Step 4: Plotting our Regression Graph

#creating our normalized equation for regression line by taking b0 as constant term and b1 as the slope
numerator = 0
denominator = 0
for i in range(n):
  numerator += (X[i] - mean_x) * (Y[i] - mean_y)
  denominator +=(X[i] - mean_x) ** 2
b1 = numerator/denominator
b0 = mean_y - (b1 * mean_x)

max_x = np.max(X) + 100
min_x = np.min(X) - 100
x = np.linspace(min_x, max_x, 1000)
y = b0 + b1*x

#plotting our regression line using normalized linear euation created ceated above
plt.plot(x, y, color='red', label = 'Regression Line')

#plotting out data points from the dataset
plt.scatter(X, Y, color='green', label = 'Scatter Plot')

plt.xlabel('Head size in cm cube')
plt.ylabel('Weight in grams')
plt.legend()
plt.show()

In the above code snippet, we just form our equation for the regression line (i.e.

y = b0 + b1*x

where b0 is a constant term and b1 is the slope ) and plotting our data points in the dataset taken.

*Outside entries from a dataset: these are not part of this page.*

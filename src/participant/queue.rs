//! Unbounded single-reader queues between participants.
//!
//! Writers share the queue by reference. Completing it drops the only sender,
//! so the reader drains what was already queued and then sees end of stream.
//! Writes after completion fail with [`Error::QueueClosed`].

use parking_lot::Mutex;
use tokio::sync::mpsc;

use crate::error::{Error, Result};
use crate::events::Event;

pub type EventQueue = Queue<Event>;

#[derive(Debug)]
pub struct Queue<T> {
    tx: Mutex<Option<mpsc::UnboundedSender<T>>>,
    rx: Mutex<Option<mpsc::UnboundedReceiver<T>>>,
}

impl<T> Default for Queue<T> {
    fn default() -> Self {
        Self::new()
    }
}

impl<T> Queue<T> {
    #[must_use]
    pub fn new() -> Self {
        let (tx, rx) = mpsc::unbounded_channel();
        Self {
            tx: Mutex::new(Some(tx)),
            rx: Mutex::new(Some(rx)),
        }
    }

    /// # Errors
    /// Returns `Error::QueueClosed` once the queue is completed or its reader is gone.
    pub fn send(&self, item: T) -> Result<()> {
        let guard = self.tx.lock();
        let tx = guard.as_ref().ok_or(Error::QueueClosed)?;
        tx.send(item).map_err(|_| Error::QueueClosed)
    }

    /// Stop accepting writes. Idempotent.
    pub fn complete(&self) {
        self.tx.lock().take();
    }

    #[must_use]
    pub fn is_completed(&self) -> bool {
        self.tx.lock().is_none()
    }

    /// Hand out the reading end. Only the first caller gets it.
    #[must_use]
    pub fn take_reader(&self) -> Option<QueueReader<T>> {
        self.rx.lock().take().map(|rx| QueueReader { rx })
    }
}

#[derive(Debug)]
pub struct QueueReader<T> {
    rx: mpsc::UnboundedReceiver<T>,
}

impl<T> QueueReader<T> {
    /// Next item, or `None` after the queue is completed and drained.
    pub async fn recv(&mut self) -> Option<T> {
        self.rx.recv().await
    }
}
//! OpenAI Realtime wire types used by the provider session.

pub mod client_events;
pub mod models;
pub mod server_events;
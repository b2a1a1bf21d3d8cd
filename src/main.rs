use std::net::SocketAddr;
use std::sync::Arc;

use anyhow::{Context, anyhow};
use clap::Parser;
use tokio::net::TcpListener;
use tokio_util::sync::CancellationToken;
use tracing_subscriber::EnvFilter;

use voice_relay::{RelayConfig, RelayServer, ToolRegistry, demo};

/// Relay phone-call media sockets to a realtime voice model.
#[derive(Parser, Debug)]
#[command(name = "voice-relay")]
#[command(version, about, long_about = None)]
struct Cli {
    /// Address to accept media sockets on
    #[arg(short, long, value_name = "ADDR")]
    listen: Option<SocketAddr>,

    /// Realtime model name
    #[arg(long)]
    model: Option<String>,

    /// Assistant voice
    #[arg(long)]
    voice: Option<String>,

    /// System instructions for the assistant
    #[arg(long)]
    instructions: Option<String>,

    /// Include failure messages in tool outputs sent to the model
    #[arg(long)]
    detailed_tool_errors: bool,
}

#[tokio::main]
async fn main() -> anyhow::Result<()> {
    let _ = dotenvy::dotenv();

    tracing_subscriber::fmt()
        .with_env_filter(EnvFilter::try_from_default_env().unwrap_or_else(|_| EnvFilter::new("info")))
        .init();

    rustls::crypto::ring::default_provider()
        .install_default()
        .map_err(|_| anyhow!("Failed to install default crypto provider"))?;

    let cli = Cli::parse();
    let config = load_config(cli)?;

    let server = build_server(&config);

    let listener = TcpListener::bind(config.listen_addr)
        .await
        .with_context(|| format!("Failed to bind {}", config.listen_addr))?;

    let cancel = CancellationToken::new();
    tokio::spawn({
        let cancel = cancel.clone();
        async move {
            if tokio::signal::ctrl_c().await.is_ok() {
                tracing::info!("Shutdown requested");
            }
            cancel.cancel();
        }
    });

    Arc::new(server).serve(listener, cancel).await?;
    Ok(())
}

/// Server with the demo tools. Transcripts are only logged; the in-memory
/// store would grow for the life of the process.
fn build_server(config: &RelayConfig) -> RelayServer {
    let mut tools = ToolRegistry::new();
    demo::register(&mut tools);
    RelayServer::from_config(config, tools)
}

fn load_config(cli: Cli) -> anyhow::Result<RelayConfig> {
    let mut config = RelayConfig::from_env().context("Invalid relay configuration")?;
    if let Some(listen) = cli.listen {
        config.listen_addr = listen;
    }
    if let Some(model) = cli.model {
        config.model = model;
    }
    if let Some(voice) = cli.voice {
        config.voice = voice;
    }
    if cli.instructions.is_some() {
        config.instructions = cli.instructions;
    }
    config.detailed_tool_errors |= cli.detailed_tool_errors;
    config.validate()?;
    Ok(config)
}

Step 5: Getting our Prediction values

In this step, we will create our model using the

LinearRegression()

method and use the model to get the predictive value as well which is our main goal. along with the predictive value, we will get the mean error in our regression graph. Let’s follow the below code snippet for the same.

ss_t = 0
ss_r = 0
for i in range(n):
  y_pred = b0 + b1 * X[i]
  ss_t += (Y[i] - mean_y) ** 2
  ss_r += (Y[i] - y_pred) ** 2
r2 = 1 - (ss_r/ss_t)
X = X.reshape((n, 1))

#creting our model
reg = LinearRegression()
reg = reg.fit(X, Y)

#getting the predicted value for the dependent variable Y 
Y_pred = reg.predict(X)

#getting the mean_squared_error as descibed in our diagrm above
mse = mean_squared_error(Y, Y_pred)

#calculating the final prediction by using the model and passing the data points as parameters and printing the same
r2_score = reg.score(X, Y)
print(r2_score)

#print the mean error getting the square root of mean_squared_error
print(np.sqrt(mse))

#We got the output as follows 
       0.49777526481038026
       90.49284561870854

Conclusion

Today we discussed a very interesting topic which is Linear regression. We learned a little knowledge about Regression analysis as well. Hope you just go through our code snippet and got the same. We must visit again with some more exciting topics.